*** RECORDS TO PROCESS ***
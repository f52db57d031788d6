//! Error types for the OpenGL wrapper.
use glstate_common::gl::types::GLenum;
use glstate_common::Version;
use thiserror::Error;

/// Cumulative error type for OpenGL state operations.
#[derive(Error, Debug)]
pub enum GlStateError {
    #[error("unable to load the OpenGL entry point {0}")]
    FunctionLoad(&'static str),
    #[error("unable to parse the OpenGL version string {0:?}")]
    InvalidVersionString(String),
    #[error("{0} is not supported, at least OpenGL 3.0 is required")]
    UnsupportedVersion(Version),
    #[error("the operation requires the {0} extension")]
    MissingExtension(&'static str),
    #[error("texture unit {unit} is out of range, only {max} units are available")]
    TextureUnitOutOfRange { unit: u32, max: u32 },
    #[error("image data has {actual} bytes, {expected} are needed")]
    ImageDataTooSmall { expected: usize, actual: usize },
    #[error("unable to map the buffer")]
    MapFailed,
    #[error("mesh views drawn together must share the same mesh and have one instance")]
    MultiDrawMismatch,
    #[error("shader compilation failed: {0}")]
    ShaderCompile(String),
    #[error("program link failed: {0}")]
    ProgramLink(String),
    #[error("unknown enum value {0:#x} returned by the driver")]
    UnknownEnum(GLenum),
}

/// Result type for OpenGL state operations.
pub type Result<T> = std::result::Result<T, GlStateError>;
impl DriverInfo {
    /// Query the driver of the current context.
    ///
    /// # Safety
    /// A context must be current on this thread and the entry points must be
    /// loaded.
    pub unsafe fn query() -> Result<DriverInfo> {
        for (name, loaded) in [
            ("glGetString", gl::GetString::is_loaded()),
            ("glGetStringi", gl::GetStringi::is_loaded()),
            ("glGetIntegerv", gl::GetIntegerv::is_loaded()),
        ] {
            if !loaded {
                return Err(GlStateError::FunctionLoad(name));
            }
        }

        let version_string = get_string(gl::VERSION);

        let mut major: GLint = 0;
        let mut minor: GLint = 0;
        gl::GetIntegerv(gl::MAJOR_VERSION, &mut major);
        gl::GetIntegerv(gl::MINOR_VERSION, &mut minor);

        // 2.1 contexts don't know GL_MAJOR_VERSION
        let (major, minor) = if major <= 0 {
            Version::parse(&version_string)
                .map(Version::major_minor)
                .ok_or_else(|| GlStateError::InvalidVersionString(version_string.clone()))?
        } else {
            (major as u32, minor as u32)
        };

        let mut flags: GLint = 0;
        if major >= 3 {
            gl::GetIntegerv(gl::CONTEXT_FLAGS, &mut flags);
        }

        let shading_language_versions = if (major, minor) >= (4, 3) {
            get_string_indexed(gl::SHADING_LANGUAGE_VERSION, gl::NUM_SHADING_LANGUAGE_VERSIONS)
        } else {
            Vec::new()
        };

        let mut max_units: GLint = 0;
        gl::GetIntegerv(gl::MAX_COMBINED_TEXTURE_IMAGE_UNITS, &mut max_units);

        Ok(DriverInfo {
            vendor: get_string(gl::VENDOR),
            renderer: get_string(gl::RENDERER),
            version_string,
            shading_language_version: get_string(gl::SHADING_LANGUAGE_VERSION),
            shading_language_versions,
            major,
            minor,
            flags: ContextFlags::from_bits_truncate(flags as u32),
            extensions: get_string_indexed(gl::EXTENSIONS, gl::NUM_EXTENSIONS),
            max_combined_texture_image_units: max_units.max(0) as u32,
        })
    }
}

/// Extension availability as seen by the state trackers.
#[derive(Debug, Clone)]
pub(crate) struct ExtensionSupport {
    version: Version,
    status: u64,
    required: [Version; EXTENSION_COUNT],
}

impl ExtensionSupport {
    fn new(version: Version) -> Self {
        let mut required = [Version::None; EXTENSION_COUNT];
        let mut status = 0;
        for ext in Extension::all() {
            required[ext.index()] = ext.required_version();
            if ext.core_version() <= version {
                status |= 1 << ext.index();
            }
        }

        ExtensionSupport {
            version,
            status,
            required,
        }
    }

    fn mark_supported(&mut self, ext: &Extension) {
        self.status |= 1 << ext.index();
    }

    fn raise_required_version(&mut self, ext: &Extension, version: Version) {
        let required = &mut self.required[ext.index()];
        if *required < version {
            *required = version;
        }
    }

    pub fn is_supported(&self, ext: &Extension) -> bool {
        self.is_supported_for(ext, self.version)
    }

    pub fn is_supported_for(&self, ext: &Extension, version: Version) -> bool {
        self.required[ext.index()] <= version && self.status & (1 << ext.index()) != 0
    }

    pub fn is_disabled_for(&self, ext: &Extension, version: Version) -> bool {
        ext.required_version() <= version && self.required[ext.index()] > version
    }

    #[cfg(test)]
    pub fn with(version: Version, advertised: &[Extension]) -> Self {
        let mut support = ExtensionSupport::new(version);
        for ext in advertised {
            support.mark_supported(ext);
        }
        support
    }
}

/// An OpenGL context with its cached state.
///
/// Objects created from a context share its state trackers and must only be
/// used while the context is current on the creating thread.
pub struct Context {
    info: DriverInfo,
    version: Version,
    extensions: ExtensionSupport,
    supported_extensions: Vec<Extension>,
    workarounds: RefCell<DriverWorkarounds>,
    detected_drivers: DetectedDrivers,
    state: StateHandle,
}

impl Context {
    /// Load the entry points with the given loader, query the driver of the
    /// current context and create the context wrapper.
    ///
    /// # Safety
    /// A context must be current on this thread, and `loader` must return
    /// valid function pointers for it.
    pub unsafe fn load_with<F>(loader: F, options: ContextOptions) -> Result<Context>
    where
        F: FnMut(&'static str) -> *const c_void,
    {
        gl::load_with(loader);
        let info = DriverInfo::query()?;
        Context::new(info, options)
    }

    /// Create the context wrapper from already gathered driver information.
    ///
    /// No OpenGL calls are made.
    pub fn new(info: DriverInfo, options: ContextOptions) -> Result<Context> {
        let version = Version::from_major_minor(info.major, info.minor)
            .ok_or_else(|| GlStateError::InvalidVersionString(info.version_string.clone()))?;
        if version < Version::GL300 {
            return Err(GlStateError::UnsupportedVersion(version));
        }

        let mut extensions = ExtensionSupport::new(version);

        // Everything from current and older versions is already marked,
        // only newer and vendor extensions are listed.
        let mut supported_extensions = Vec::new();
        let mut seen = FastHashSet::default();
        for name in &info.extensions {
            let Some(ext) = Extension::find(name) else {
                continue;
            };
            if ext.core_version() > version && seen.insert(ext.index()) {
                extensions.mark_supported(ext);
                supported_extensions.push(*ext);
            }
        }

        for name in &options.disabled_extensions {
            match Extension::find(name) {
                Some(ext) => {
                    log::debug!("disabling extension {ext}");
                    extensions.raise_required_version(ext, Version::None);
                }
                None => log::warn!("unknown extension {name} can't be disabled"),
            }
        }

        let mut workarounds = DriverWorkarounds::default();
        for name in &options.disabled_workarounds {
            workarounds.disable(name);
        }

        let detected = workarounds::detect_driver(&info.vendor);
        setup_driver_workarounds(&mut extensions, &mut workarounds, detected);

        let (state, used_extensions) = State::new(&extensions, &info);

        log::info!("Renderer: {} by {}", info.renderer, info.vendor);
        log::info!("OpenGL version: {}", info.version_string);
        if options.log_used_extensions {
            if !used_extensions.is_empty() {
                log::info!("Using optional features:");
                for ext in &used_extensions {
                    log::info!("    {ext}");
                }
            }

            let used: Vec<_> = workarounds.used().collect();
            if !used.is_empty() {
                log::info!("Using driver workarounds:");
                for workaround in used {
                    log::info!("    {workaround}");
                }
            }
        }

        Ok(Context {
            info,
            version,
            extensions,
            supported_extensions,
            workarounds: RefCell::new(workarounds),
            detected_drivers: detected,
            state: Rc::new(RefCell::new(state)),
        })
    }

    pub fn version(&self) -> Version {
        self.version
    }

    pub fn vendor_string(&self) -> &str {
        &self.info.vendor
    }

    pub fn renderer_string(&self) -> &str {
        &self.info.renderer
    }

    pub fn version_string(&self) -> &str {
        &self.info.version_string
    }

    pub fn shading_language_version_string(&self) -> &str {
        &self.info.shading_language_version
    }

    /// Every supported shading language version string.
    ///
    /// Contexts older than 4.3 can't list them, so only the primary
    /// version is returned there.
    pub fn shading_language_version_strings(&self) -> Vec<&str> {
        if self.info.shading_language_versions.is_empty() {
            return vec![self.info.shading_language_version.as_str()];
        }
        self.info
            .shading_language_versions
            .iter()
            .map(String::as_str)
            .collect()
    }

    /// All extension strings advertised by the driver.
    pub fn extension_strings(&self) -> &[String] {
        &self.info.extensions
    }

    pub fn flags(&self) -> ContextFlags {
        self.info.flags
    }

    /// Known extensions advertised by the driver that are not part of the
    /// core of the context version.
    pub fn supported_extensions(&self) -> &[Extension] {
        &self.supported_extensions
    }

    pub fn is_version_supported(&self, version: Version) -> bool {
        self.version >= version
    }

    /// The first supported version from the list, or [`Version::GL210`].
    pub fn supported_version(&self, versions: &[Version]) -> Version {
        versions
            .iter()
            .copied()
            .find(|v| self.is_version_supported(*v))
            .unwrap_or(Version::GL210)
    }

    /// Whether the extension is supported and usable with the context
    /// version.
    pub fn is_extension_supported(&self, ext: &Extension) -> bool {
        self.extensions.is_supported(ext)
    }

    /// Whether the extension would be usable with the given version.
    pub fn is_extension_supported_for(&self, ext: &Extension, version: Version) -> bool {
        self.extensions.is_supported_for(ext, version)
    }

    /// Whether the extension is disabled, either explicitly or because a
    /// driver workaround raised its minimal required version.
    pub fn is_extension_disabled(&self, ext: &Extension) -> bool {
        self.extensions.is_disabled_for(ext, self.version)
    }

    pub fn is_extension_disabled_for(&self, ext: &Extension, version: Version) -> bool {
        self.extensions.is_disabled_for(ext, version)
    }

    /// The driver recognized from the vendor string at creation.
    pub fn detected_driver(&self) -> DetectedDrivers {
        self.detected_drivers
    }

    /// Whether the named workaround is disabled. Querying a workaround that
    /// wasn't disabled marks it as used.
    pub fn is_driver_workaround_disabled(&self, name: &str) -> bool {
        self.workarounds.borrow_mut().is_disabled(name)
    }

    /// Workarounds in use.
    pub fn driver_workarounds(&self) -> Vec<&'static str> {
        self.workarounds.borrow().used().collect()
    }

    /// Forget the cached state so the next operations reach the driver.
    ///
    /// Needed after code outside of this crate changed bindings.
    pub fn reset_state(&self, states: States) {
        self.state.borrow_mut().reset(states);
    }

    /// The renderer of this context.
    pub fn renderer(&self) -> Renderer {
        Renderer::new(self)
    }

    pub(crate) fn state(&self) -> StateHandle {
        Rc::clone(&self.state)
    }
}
*** End of RECORDS TO PROCESS ***
WHAT THE TASK ASKS. Filter the entries down to the lines containing "Result". Copy each of those lines.

COMPLETED EXERCISE.
/// Result type for OpenGL state operations.
pub type Result<T> = std::result::Result<T, GlStateError>;
    pub unsafe fn query() -> Result<DriverInfo> {
    pub unsafe fn load_with<F>(loader: F, options: ContextOptions) -> Result<Context>
    pub fn new(info: DriverInfo, options: ContextOptions) -> Result<Context> {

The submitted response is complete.